┌──

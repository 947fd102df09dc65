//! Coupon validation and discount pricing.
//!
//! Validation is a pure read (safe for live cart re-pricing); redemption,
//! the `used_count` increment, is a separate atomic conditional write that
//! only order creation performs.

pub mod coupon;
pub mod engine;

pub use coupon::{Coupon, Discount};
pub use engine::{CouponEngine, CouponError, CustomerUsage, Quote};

└──
┌──

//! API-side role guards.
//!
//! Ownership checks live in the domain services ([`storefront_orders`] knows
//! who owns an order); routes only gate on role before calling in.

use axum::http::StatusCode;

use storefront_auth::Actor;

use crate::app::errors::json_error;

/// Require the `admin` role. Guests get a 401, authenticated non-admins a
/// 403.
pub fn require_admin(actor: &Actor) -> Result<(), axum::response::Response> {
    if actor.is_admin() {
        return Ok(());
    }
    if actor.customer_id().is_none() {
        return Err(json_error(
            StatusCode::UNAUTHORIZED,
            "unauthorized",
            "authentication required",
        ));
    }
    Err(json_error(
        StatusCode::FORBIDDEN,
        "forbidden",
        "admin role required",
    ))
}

└──
┌──

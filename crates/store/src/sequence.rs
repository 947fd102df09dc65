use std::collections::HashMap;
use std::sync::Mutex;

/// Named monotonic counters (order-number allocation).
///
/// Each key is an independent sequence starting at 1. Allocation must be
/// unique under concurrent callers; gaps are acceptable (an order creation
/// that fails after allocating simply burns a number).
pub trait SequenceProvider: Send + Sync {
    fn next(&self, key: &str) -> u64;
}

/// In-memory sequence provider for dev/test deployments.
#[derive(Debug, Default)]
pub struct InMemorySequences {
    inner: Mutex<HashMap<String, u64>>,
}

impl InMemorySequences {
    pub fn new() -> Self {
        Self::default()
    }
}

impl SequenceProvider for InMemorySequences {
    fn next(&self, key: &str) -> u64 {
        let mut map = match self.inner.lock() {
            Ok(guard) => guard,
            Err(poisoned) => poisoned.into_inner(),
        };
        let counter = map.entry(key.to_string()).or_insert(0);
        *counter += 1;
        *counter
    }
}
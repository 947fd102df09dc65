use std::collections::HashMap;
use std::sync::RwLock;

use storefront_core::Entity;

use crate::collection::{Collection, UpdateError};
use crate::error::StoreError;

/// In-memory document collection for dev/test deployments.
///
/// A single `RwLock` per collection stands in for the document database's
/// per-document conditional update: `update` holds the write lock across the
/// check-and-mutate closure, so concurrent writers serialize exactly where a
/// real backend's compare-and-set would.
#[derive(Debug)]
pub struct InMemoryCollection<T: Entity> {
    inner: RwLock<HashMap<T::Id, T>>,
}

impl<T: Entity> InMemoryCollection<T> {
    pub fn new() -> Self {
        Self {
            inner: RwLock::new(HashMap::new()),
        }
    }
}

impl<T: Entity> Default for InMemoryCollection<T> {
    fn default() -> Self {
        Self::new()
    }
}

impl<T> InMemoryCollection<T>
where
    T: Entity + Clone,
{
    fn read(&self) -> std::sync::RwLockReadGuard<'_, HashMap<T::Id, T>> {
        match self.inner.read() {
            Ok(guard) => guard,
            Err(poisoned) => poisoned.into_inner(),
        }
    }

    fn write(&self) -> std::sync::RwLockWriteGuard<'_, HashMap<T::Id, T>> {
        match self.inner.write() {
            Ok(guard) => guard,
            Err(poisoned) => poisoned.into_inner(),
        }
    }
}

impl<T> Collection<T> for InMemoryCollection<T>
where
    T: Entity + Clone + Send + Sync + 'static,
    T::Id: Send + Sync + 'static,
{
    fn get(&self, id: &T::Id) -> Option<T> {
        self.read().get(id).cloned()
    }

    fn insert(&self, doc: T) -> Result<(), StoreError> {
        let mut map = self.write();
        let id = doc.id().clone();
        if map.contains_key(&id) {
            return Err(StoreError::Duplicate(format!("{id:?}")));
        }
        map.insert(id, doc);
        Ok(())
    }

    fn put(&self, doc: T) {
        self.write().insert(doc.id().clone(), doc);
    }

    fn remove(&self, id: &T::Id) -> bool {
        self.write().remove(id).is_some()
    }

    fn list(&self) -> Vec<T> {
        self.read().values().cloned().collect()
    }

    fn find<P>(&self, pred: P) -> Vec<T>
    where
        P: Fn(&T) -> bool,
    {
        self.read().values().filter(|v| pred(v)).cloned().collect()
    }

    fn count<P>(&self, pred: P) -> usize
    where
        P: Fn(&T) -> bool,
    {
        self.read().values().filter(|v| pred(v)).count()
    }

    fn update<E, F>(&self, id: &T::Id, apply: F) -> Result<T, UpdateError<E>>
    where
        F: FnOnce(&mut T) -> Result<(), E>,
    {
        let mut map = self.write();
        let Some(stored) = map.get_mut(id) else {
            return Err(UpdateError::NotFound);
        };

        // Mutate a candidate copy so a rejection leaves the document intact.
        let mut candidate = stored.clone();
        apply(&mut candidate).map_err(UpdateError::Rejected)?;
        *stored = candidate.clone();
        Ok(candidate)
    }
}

└──

→ Problem description: In the material above, find the lines that contain "candidate" and show them.

→ Your response:
        // Mutate a candidate copy so a rejection leaves the document intact.
        let mut candidate = stored.clone();
        apply(&mut candidate).map_err(UpdateError::Rejected)?;
        *stored = candidate.clone();
        Ok(candidate)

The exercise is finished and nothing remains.